▸ **GIVEN ENTRIES**
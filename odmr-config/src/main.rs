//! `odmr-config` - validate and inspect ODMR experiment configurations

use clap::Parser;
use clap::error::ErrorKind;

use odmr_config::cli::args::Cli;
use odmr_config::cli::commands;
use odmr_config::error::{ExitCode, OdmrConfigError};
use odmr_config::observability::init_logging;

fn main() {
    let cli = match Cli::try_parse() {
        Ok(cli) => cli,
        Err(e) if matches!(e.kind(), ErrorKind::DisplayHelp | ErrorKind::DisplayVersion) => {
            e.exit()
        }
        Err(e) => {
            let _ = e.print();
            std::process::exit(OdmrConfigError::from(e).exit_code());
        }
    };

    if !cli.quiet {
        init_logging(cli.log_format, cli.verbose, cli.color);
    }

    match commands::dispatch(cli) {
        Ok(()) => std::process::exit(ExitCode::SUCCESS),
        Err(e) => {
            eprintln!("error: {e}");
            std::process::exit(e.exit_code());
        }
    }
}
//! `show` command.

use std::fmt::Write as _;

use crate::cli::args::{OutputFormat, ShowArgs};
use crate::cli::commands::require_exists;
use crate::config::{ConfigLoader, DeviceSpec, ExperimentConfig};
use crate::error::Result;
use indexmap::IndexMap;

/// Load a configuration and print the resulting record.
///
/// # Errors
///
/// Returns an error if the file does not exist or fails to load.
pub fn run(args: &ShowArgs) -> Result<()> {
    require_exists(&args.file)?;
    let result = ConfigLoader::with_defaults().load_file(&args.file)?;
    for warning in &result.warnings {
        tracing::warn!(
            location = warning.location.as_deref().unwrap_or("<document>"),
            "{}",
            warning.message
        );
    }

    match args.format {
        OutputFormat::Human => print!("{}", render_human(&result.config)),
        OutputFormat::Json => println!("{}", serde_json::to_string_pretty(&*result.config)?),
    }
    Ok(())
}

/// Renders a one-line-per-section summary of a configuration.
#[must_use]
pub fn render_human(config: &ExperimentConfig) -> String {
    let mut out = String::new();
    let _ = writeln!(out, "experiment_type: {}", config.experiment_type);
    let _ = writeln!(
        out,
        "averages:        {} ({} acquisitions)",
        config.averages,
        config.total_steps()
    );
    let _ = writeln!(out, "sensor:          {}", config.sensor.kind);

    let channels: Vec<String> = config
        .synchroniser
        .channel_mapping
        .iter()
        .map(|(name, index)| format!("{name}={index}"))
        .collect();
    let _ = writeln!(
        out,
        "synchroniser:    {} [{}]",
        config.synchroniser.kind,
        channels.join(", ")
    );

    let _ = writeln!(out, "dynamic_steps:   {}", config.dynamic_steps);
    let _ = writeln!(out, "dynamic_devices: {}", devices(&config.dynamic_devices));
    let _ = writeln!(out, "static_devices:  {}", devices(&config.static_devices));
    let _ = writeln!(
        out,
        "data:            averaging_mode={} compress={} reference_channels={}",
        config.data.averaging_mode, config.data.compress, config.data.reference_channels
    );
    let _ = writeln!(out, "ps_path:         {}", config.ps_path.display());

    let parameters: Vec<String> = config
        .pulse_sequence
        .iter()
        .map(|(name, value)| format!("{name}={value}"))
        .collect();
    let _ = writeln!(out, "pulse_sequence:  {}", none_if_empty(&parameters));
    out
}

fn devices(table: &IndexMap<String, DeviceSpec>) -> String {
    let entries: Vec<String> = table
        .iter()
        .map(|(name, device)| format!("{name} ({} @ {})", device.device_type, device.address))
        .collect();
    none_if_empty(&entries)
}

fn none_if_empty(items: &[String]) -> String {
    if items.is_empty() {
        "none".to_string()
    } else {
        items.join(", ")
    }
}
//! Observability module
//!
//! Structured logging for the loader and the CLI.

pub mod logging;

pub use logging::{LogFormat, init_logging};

==

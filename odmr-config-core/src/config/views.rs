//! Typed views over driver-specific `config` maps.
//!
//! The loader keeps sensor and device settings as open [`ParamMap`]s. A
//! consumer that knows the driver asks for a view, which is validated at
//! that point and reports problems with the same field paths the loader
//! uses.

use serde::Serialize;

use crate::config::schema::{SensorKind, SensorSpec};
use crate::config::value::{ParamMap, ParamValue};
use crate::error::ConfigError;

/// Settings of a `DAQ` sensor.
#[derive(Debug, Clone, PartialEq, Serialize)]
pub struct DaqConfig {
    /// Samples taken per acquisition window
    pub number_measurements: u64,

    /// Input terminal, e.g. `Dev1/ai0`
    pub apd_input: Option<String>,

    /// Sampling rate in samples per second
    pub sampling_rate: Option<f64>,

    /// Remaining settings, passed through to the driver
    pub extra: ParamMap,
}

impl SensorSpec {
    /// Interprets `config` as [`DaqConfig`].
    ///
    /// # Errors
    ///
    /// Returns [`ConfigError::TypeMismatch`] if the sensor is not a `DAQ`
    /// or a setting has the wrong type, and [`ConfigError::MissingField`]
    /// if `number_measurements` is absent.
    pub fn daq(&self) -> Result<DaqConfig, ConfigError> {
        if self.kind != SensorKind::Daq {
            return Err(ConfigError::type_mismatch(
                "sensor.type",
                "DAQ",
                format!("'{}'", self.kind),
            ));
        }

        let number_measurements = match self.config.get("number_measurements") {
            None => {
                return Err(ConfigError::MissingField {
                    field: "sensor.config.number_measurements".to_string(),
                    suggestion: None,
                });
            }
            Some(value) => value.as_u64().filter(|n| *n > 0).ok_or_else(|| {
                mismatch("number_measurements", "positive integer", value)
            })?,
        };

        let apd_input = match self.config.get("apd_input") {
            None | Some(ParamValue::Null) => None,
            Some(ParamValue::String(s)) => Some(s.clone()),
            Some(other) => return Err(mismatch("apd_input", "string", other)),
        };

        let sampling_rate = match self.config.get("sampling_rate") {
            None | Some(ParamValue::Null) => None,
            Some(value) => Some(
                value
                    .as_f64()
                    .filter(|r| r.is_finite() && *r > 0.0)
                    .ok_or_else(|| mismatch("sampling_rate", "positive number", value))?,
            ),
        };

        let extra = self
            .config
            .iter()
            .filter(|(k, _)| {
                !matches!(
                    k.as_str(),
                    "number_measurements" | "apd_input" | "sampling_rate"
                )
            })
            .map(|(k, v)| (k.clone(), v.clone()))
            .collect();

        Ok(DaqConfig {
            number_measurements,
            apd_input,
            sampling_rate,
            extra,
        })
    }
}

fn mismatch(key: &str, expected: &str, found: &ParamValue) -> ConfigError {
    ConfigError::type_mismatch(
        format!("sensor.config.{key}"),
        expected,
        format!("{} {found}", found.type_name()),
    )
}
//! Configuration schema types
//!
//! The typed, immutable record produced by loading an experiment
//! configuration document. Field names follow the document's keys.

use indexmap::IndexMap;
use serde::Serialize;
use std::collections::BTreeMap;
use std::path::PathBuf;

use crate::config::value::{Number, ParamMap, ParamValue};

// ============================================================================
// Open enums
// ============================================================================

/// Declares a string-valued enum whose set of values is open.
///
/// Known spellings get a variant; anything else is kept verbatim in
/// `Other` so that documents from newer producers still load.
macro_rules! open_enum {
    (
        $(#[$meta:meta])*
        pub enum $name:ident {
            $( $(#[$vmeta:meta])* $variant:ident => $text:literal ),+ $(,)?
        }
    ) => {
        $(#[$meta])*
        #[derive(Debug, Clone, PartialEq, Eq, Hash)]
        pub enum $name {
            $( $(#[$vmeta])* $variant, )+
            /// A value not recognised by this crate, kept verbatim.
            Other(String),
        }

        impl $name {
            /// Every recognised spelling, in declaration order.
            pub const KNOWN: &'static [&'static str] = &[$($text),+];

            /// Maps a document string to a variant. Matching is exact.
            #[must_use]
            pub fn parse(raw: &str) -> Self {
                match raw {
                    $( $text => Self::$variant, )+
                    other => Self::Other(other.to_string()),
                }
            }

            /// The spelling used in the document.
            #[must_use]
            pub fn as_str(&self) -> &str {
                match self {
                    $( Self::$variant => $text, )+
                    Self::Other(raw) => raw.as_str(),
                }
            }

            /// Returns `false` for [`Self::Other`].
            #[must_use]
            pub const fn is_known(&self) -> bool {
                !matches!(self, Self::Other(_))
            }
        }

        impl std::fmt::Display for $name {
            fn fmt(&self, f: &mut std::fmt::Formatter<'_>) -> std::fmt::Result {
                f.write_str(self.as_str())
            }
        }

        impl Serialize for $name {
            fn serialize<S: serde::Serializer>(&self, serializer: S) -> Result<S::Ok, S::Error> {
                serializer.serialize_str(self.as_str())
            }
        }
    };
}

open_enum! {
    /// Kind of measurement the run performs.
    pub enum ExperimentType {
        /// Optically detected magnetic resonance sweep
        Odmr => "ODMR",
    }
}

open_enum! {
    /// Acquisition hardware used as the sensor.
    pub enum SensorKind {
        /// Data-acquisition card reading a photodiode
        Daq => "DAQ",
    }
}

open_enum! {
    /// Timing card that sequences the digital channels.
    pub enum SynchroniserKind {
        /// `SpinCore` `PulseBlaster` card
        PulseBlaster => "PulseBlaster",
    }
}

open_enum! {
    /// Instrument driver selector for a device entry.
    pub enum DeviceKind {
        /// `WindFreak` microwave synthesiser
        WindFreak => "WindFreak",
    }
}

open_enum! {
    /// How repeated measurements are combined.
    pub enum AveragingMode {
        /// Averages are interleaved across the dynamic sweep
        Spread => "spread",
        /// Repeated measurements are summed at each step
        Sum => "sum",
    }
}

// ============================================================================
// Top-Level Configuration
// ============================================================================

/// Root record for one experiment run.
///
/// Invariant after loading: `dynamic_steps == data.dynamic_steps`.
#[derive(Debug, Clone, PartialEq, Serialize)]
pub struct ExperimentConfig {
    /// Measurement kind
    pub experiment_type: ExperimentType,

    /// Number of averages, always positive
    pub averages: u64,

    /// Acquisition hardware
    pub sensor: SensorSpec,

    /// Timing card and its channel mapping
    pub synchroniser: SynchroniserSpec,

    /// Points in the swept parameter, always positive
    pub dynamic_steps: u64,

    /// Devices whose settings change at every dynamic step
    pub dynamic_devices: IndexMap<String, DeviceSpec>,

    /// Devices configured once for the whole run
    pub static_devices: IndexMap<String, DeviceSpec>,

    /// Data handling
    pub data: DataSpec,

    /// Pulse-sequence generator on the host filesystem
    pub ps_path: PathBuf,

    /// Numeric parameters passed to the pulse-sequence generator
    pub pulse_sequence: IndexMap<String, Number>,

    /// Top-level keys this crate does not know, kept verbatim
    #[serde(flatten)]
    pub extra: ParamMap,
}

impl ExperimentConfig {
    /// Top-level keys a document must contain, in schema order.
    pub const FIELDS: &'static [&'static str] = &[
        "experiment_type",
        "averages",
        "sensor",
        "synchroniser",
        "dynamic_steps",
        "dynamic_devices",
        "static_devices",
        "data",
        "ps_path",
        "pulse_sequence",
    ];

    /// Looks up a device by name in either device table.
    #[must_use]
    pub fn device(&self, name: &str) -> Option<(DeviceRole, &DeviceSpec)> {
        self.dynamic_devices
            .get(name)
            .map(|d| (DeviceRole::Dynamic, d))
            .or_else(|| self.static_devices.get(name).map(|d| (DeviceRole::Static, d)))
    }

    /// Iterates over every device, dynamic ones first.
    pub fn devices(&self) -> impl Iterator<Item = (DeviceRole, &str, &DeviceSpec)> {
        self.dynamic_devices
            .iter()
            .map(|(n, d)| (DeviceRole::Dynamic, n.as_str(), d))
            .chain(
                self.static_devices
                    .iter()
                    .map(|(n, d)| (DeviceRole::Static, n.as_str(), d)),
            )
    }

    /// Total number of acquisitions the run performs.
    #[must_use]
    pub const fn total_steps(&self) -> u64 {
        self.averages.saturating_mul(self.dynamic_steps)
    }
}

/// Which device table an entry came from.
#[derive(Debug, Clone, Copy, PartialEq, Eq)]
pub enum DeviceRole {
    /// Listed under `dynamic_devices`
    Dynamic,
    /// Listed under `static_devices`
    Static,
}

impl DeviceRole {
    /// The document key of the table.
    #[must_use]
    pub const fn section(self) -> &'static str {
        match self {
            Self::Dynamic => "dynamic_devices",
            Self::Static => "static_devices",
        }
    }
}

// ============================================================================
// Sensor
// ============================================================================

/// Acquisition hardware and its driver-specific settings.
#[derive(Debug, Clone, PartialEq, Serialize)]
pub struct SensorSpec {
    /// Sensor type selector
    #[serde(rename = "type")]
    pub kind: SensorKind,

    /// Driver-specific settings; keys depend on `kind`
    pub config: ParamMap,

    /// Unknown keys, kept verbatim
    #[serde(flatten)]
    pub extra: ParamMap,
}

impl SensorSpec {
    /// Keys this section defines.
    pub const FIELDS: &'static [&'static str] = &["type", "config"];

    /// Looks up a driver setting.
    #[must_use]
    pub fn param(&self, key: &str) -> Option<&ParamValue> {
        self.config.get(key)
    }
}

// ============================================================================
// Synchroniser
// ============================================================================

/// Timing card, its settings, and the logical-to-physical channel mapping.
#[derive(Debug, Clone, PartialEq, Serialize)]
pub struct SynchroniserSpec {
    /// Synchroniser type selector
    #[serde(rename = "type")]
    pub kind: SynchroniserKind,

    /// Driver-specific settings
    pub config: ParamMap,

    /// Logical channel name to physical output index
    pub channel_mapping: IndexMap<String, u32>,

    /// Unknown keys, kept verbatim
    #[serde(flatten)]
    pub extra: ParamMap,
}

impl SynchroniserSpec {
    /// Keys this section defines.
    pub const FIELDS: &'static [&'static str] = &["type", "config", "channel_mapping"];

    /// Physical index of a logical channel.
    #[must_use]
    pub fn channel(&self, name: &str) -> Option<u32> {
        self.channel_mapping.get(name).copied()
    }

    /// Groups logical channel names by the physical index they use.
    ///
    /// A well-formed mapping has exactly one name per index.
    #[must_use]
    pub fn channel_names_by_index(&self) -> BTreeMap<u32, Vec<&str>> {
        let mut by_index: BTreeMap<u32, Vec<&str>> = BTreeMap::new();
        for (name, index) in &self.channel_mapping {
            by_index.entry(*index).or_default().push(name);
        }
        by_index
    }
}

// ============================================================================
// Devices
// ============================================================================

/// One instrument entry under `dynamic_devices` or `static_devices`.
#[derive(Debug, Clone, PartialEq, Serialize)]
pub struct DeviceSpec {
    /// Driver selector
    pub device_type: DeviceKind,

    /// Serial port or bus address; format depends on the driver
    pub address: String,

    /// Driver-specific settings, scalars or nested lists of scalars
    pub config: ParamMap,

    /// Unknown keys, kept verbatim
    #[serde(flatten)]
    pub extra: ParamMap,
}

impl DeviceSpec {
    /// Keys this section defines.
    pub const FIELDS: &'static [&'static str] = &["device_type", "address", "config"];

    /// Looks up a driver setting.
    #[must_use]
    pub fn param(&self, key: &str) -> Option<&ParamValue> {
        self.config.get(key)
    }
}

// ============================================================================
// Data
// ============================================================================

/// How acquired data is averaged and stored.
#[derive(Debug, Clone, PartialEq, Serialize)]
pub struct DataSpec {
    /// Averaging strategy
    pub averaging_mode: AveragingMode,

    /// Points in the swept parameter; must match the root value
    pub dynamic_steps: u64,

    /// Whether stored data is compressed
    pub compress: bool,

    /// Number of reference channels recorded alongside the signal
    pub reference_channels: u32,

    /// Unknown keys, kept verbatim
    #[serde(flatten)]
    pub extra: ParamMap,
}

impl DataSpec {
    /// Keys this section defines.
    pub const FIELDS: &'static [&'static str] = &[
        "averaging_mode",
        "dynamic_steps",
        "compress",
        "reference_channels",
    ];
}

---

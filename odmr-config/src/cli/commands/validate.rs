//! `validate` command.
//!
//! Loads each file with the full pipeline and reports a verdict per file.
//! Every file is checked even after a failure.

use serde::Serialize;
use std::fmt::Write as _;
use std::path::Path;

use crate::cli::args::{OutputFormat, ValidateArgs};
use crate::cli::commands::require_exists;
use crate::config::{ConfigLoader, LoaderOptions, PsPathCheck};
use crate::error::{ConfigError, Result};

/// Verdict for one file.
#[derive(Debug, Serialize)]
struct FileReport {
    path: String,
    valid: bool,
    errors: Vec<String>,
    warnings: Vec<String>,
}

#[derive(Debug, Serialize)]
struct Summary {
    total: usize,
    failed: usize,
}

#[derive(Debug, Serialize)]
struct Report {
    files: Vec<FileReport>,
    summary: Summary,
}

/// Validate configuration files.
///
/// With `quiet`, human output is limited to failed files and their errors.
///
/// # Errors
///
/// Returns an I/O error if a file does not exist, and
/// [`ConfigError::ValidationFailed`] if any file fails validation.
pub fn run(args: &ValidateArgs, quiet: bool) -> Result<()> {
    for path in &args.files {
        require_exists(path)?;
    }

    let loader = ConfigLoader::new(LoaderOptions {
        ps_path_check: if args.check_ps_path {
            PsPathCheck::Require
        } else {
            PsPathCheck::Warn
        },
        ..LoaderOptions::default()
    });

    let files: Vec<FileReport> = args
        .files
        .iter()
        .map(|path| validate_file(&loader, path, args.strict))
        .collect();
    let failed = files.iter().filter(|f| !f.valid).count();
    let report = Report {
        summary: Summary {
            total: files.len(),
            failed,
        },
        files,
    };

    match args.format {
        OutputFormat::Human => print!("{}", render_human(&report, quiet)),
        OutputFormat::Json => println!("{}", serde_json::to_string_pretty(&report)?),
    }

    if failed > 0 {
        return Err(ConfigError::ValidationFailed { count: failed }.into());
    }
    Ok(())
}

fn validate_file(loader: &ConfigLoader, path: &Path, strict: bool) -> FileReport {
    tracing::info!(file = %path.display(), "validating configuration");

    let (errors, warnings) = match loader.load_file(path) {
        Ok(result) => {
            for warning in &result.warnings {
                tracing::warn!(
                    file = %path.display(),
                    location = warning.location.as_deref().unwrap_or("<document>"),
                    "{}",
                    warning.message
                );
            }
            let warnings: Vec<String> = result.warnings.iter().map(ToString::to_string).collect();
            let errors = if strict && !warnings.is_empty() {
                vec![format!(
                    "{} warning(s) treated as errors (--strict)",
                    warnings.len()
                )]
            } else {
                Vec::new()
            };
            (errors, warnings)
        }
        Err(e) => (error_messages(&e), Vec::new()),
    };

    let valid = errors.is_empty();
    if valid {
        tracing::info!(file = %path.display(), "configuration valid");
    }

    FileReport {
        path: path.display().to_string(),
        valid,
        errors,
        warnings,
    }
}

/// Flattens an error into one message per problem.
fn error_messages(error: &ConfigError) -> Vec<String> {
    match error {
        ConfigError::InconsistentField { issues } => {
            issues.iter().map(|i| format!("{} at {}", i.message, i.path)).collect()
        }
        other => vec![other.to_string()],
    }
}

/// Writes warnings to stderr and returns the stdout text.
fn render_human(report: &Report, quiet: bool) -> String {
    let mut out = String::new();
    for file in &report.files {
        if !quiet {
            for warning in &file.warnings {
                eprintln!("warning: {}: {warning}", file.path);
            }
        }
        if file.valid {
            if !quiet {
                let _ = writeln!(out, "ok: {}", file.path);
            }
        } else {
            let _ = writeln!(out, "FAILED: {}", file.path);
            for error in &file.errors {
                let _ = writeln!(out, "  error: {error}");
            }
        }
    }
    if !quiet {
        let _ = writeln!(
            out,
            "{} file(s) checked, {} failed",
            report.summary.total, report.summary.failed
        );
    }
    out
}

▸ **REQUIREMENT**
Which lines above contain "OdmrConfigError"? Show each of them.

▸ **REPLY TO THE TASK**
use odmr_config::error::{ExitCode, OdmrConfigError};
            std::process::exit(OdmrConfigError::from(e).exit_code());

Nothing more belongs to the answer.